▸ **WHAT TO DO**: Report every line of the records beneath this task that holds the string "return".

**** DATA TO EXAMINE

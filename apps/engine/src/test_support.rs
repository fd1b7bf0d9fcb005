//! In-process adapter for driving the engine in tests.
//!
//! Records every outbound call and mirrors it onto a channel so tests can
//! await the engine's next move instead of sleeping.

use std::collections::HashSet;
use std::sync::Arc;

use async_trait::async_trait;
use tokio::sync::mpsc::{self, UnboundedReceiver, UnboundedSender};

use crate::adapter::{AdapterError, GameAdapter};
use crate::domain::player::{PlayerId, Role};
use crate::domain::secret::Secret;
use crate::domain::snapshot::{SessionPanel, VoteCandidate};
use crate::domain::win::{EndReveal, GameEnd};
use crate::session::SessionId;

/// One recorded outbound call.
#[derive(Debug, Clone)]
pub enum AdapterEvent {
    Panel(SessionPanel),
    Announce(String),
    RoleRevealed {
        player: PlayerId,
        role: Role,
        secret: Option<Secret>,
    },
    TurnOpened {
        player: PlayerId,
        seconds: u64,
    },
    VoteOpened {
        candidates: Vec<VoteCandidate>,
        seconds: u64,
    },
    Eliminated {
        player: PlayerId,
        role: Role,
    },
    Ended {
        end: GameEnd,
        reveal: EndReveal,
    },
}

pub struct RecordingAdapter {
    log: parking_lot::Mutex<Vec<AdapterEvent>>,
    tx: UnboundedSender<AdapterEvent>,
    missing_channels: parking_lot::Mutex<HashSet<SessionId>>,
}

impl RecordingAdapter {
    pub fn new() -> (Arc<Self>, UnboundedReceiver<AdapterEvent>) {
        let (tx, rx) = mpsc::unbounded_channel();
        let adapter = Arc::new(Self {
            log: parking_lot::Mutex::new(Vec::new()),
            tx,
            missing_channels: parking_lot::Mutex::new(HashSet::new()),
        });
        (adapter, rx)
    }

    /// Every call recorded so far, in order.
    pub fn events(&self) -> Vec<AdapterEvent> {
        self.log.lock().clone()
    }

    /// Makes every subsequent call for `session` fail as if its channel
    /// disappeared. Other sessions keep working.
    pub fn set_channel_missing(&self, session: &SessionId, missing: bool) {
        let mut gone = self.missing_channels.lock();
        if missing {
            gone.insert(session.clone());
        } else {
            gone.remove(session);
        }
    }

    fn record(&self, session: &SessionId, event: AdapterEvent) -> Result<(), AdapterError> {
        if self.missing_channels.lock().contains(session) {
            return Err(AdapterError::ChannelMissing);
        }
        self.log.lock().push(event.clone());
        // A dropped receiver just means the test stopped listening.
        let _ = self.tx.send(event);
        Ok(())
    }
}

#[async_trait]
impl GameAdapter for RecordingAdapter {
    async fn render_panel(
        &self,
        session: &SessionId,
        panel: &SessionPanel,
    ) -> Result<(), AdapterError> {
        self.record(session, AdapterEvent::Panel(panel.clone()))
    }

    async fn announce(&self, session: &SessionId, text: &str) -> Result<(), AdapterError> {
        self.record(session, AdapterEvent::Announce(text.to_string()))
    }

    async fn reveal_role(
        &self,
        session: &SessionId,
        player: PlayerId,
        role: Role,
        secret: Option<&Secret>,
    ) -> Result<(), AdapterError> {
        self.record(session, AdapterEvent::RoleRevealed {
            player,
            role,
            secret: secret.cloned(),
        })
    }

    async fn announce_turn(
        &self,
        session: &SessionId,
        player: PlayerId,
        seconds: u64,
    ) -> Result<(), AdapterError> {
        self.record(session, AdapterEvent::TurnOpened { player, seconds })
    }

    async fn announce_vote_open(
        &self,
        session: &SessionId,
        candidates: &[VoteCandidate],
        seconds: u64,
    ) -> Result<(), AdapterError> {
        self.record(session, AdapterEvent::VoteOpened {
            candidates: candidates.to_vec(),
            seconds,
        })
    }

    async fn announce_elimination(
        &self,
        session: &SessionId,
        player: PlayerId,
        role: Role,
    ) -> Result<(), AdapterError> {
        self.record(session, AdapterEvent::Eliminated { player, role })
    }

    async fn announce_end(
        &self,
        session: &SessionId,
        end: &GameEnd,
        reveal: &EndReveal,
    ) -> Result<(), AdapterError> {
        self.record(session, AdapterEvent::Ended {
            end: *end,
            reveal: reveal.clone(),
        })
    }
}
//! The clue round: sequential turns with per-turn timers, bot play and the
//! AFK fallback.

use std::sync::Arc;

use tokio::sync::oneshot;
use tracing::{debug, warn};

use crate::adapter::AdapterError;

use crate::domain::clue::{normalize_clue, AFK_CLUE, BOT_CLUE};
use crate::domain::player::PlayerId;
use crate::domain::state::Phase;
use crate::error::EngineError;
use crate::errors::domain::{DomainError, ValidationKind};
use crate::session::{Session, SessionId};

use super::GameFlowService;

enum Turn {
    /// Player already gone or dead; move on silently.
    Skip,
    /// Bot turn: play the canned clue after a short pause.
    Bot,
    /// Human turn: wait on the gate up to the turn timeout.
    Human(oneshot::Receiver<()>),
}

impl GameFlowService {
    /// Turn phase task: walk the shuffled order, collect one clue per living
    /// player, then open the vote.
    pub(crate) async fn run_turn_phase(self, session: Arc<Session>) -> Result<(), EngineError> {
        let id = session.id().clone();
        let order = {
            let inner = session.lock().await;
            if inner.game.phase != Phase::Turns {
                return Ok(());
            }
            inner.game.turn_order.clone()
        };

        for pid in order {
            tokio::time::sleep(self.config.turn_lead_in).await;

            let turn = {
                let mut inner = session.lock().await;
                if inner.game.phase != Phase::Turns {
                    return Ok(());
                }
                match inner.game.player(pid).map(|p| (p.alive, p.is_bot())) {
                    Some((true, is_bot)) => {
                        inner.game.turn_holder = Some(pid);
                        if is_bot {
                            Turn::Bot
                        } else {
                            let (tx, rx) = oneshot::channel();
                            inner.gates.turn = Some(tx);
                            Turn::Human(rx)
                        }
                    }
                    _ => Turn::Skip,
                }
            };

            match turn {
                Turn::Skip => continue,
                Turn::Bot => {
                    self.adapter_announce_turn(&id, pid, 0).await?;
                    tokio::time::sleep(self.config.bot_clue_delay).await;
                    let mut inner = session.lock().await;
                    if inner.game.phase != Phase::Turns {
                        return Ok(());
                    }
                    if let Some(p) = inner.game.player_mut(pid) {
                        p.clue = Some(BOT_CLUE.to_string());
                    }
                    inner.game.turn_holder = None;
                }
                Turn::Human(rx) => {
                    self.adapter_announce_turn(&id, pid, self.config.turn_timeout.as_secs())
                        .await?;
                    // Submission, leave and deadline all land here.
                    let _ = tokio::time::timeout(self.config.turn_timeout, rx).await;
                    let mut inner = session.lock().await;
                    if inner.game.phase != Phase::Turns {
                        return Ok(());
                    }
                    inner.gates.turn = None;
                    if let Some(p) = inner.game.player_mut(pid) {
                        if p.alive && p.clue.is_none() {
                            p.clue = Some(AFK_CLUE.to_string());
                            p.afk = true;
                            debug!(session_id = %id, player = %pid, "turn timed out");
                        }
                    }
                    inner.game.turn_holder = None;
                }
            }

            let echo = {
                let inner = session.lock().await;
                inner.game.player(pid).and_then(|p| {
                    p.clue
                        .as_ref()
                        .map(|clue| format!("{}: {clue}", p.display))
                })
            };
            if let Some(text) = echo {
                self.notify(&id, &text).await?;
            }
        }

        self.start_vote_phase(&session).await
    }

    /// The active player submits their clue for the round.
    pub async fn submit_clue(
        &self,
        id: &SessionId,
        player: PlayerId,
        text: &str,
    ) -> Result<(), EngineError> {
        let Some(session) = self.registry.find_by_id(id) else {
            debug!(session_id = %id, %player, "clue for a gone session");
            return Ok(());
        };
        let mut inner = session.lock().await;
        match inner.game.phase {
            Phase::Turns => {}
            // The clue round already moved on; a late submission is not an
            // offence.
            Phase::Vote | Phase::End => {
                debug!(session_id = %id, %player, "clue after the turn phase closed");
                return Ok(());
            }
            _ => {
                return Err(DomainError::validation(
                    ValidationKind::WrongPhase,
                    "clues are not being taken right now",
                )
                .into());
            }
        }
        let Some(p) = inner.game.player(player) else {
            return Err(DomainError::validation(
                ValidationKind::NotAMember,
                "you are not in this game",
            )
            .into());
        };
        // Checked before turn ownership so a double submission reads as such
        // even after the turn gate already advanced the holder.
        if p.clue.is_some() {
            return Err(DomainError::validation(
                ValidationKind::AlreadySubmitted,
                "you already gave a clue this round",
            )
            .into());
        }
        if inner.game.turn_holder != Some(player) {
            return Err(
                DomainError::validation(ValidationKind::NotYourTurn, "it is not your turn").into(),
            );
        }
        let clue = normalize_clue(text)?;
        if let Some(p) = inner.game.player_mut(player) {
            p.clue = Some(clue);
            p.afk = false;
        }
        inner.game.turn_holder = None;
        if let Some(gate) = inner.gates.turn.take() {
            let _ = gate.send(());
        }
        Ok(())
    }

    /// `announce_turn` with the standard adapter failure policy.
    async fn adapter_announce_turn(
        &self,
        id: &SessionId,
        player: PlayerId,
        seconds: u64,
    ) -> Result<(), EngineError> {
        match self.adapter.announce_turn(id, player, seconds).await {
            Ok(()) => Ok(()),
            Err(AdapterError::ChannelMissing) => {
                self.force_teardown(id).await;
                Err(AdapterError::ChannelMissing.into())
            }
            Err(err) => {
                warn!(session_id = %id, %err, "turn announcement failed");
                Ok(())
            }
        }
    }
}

********

▸ **RESULT**:
            return Err(AdapterError::ChannelMissing);
                return Ok(());
                    return Ok(());
                        return Ok(());
                        return Ok(());
            return Ok(());
                return Ok(());
                return Err(DomainError::validation(
            return Err(DomainError::validation(
            return Err(DomainError::validation(
            return Err(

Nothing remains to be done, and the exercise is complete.